Y en este momento, el ayunador siempre se resistía.
Cierto que colocaba voluntariamente sus huesudos brazos en las manos que las dos damas,
inclinadas sobre él, le tendían dispuestas a auxiliarle, pero no quería levantarse. ¿Por qué
suspender el ayuno precisamente entonces, a los cuarenta días?
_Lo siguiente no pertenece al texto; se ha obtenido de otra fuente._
//! Rendering collaborator interface.
//!
//! The core never draws anything itself. It describes what to draw through
//! [`GeometryRequest`] / [`LabelRequest`] and manipulates the resulting
//! layers through opaque [`LayerHandle`]s. A mapping frontend implements
//! [`RenderTarget`] and [`DetailPanel`]; [`SceneRecorder`] is the headless
//! implementation used by the CLI and the tests.

use geojson::{Feature, FeatureCollection};
use serde::Serialize;
use std::collections::{BTreeMap, BTreeSet};

use crate::models::dataset::{DatasetId, FitBounds, Interaction, StyleRule};
use crate::models::feature::{attribute_map, label_value, FeatureFilter};
use crate::models::StyleAssignment;

/// Opaque reference to a layer owned by the renderer.
#[derive(Debug, Clone, Copy, PartialEq, Eq, Hash, PartialOrd, Ord, Serialize)]
pub struct LayerHandle(u64);

impl LayerHandle {
    /// Wraps a renderer-specific layer number.
    pub const fn new(raw: u64) -> Self {
        Self(raw)
    }

    /// Renderer-specific layer number.
    pub const fn raw(self) -> u64 {
        self.0
    }
}

/// Everything a renderer needs to draw one dataset.
#[derive(Debug, Clone, Copy)]
pub struct GeometryRequest<'a> {
    /// Dataset the layer belongs to
    pub dataset: &'a DatasetId,
    /// Source features
    pub data: &'a FeatureCollection,
    /// Per-feature styling
    pub style: &'a StyleRule,
    /// Load-time filter; rejected features must not be drawn
    pub filter: Option<&'a FeatureFilter>,
    /// Click behavior to bind on each feature
    pub binding: Option<&'a Interaction>,
}

impl<'a> GeometryRequest<'a> {
    /// Features that pass the filter, with their index in the source collection.
    pub fn kept_features(&self) -> impl Iterator<Item = (usize, &'a Feature)> + 'a {
        let filter = self.filter;
        self.data
            .features
            .iter()
            .enumerate()
            .filter(move |(_, feature)| filter.map_or(true, |f| f.keep(feature)))
    }
}

/// Text labels drawn on top of a dataset.
#[derive(Debug, Clone, Copy)]
pub struct LabelRequest<'a> {
    /// Dataset the labels decorate
    pub dataset: &'a DatasetId,
    /// Source features
    pub data: &'a FeatureCollection,
    /// Property used as label text
    pub property: &'a str,
    /// Same filter as the primary layer
    pub filter: Option<&'a FeatureFilter>,
}

/// Mapping library seen from the core.
pub trait RenderTarget {
    /// Builds a layer for a dataset. The layer starts outside the view.
    fn render_geometry(&mut self, request: &GeometryRequest<'_>) -> LayerHandle;

    /// Builds a decorative label layer. The layer starts outside the view.
    fn render_labels(&mut self, request: &LabelRequest<'_>) -> LayerHandle;

    /// Adds a layer to the active view.
    fn add_to_view(&mut self, handle: LayerHandle);

    /// Removes a layer from the active view.
    fn remove_from_view(&mut self, handle: LayerHandle);

    /// Whether a layer is currently part of the active view.
    fn is_in_view(&self, handle: LayerHandle) -> bool;

    /// Zooms the view to the extent of a layer.
    fn fit_bounds(&mut self, handle: LayerHandle, fit: FitBounds);
}

/// Sidebar showing every attribute of a clicked feature.
pub trait DetailPanel {
    /// Shows the panel with a title and attribute list.
    fn show_detail_panel(&mut self, title: &str, attributes: &BTreeMap<String, String>);
}

/// Result of clicking a feature.
#[derive(Debug, Clone, PartialEq, Eq, Serialize)]
#[serde(tag = "type", rename_all = "snake_case")]
pub enum FeatureAction {
    /// A popup with the given markup opened on the feature
    Popup {
        /// Popup markup
        html: String,
    },
    /// The detail panel was opened
    Detail {
        /// Panel title
        title: String,
    },
    /// The dataset has no click behavior
    Ignored,
}

/// Runs the click behavior of `binding` for `feature`.
pub fn activate(
    binding: Option<&Interaction>,
    feature: &Feature,
    panel: &mut dyn DetailPanel,
) -> FeatureAction {
    match binding {
        Some(Interaction::Detail { title }) => {
            panel.show_detail_panel(title, &attribute_map(feature));
            FeatureAction::Detail {
                title: title.clone(),
            }
        }
        Some(popup @ Interaction::Popup { .. }) => FeatureAction::Popup {
            html: popup.popup_html(feature).unwrap_or_default(),
        },
        None => FeatureAction::Ignored,
    }
}

/// Kind of layer recorded by [`SceneRecorder`].
#[derive(Debug, Clone, Copy, PartialEq, Eq, Serialize)]
#[serde(rename_all = "snake_case")]
pub enum RecordedLayerKind {
    /// Styled geometry
    Geometry,
    /// Text labels
    Labels,
}

/// One drawn feature.
#[derive(Debug, Clone, PartialEq, Serialize)]
pub struct RecordedFeature {
    /// Index in the source collection
    pub index: usize,
    /// Resolved style (absent for icon markers and labels)
    #[serde(skip_serializing_if = "Option::is_none")]
    pub style: Option<StyleAssignment>,
    /// CSS color of the resolved style
    #[serde(skip_serializing_if = "Option::is_none")]
    pub css: Option<String>,
    /// Label text for label layers
    #[serde(skip_serializing_if = "Option::is_none")]
    pub label: Option<String>,
    /// Bound popup markup
    #[serde(skip_serializing_if = "Option::is_none")]
    pub popup: Option<String>,
}

/// One layer built by [`SceneRecorder`].
#[derive(Debug, Clone, PartialEq, Serialize)]
pub struct RecordedLayer {
    /// Layer handle
    pub handle: LayerHandle,
    /// Owning dataset
    pub dataset: DatasetId,
    /// Geometry or labels
    pub kind: RecordedLayerKind,
    /// Drawn features
    pub features: Vec<RecordedFeature>,
}

/// Detail-panel invocation recorded by [`SceneRecorder`].
#[derive(Debug, Clone, PartialEq, Eq, Serialize)]
pub struct PanelEntry {
    /// Panel title
    pub title: String,
    /// Attributes shown
    pub attributes: BTreeMap<String, String>,
}

/// Headless renderer that records every call.
#[derive(Debug, Default, Clone, Serialize)]
pub struct SceneRecorder {
    layers: Vec<RecordedLayer>,
    in_view: BTreeSet<LayerHandle>,
    fitted: Option<(LayerHandle, FitBounds)>,
    panels: Vec<PanelEntry>,
    #[serde(skip)]
    next_handle: u64,
}

impl SceneRecorder {
    /// Creates an empty scene.
    pub fn new() -> Self {
        Self::default()
    }

    fn allocate(&mut self) -> LayerHandle {
        self.next_handle += 1;
        LayerHandle::new(self.next_handle)
    }

    /// All layers built so far, in creation order.
    pub fn layers(&self) -> &[RecordedLayer] {
        &self.layers
    }

    /// Looks up a layer by handle.
    pub fn layer(&self, handle: LayerHandle) -> Option<&RecordedLayer> {
        self.layers.iter().find(|layer| layer.handle == handle)
    }

    /// Handles currently in the view.
    pub fn visible_handles(&self) -> impl Iterator<Item = LayerHandle> + '_ {
        self.in_view.iter().copied()
    }

    /// Last fit-to-bounds request.
    pub fn fitted(&self) -> Option<(LayerHandle, FitBounds)> {
        self.fitted
    }

    /// Detail-panel invocations, oldest first.
    pub fn panels(&self) -> &[PanelEntry] {
        &self.panels
    }
}

impl RenderTarget for SceneRecorder {
    fn render_geometry(&mut self, request: &GeometryRequest<'_>) -> LayerHandle {
        let handle = self.allocate();
        let features = request
            .kept_features()
            .map(|(index, feature)| {
                let style = request.style.style_for(feature);
                RecordedFeature {
                    index,
                    css: style.map(|s| s.color.to_css()),
                    style,
                    label: None,
                    popup: request.binding.and_then(|b| b.popup_html(feature)),
                }
            })
            .collect();

        self.layers.push(RecordedLayer {
            handle,
            dataset: request.dataset.clone(),
            kind: RecordedLayerKind::Geometry,
            features,
        });
        handle
    }

    fn render_labels(&mut self, request: &LabelRequest<'_>) -> LayerHandle {
        let handle = self.allocate();
        let features = request
            .data
            .features
            .iter()
            .enumerate()
            .filter(|(_, feature)| request.filter.map_or(true, |f| f.keep(feature)))
            .map(|(index, feature)| RecordedFeature {
                index,
                style: None,
                css: None,
                label: Some(label_value(feature, request.property)),
                popup: None,
            })
            .collect();

        self.layers.push(RecordedLayer {
            handle,
            dataset: request.dataset.clone(),
            kind: RecordedLayerKind::Labels,
            features,
        });
        handle
    }

    fn add_to_view(&mut self, handle: LayerHandle) {
        self.in_view.insert(handle);
    }

    fn remove_from_view(&mut self, handle: LayerHandle) {
        self.in_view.remove(&handle);
    }

    fn is_in_view(&self, handle: LayerHandle) -> bool {
        self.in_view.contains(&handle)
    }

    fn fit_bounds(&mut self, handle: LayerHandle, fit: FitBounds) {
        self.fitted = Some((handle, fit));
    }
}

impl DetailPanel for SceneRecorder {
    fn show_detail_panel(&mut self, title: &str, attributes: &BTreeMap<String, String>) {
        self.panels.push(PanelEntry {
            title: title.to_string(),
            attributes: attributes.clone(),
        });
    }
}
Podía resistir aún mucho
tiempo más, un tiempo ilimitado; ¿por qué cesar entonces, cuando estaba en lo mejor del
ayuno? ¿Por qué arrebatarle la gloria de seguir ayunando, y no sólo la de llegar a ser el mayor
ayunador de todos los tiempos, cosa que probablemente ya lo era, sino también la de
sobrepujarse a sí mismo hasta lo inconcebible, pues no sentía límite alguno a su capacidad de
ayunar? ¿Por qué aquella gente que fingía admirarlo tenía tan poca paciencia con él? Si aún
podía seguir ayunando, ¿por qué no querían permitírselo? Además, estaba cansado; se hallaba
muy a gusto tendido en la paja, y ahora tenía que ponerse de pie cuan largo era, y acercarse a
una comida, cuando con sólo pensar en ella sentía náuseas que contenía difícilmente por
respeto a las damas.
Y alzaba la vista para mirar los ojos de las señoritas, en apariencia tan amables, en realidad
tan crueles, y movía después negativamente, sobre su débil cuello, la cabeza, que le pesaba
como si fuese de plomo. Pero entonces ocurría lo de siempre; ocurría que se acercaba el
empresario silenciosamente -con la música no se podía hablar-, alzaba los brazos sobre el
ayunador, como si invitara al cielo a contemplar el estado en que se encontraba, sobre el
montón de paja, aquel mártir digno de compasión, cosa que el pobre hombre, aunque en otro
sentido, lo era; agarraba al ayunador por la sutil cintura, tomando al hacerlo exageradas
precauciones, como si quisiera hacer creer que tenía entre las manos algo tan quebradizo
como el vidrio; y, no sin darle una disimulada sacudida, en forma que al ayunador sin poderlo
remediar, se le iban a un lado y otro las piernas y el tronco, se lo entregaba a las damas, que
se habían puesto entretanto mortalmente pálidas.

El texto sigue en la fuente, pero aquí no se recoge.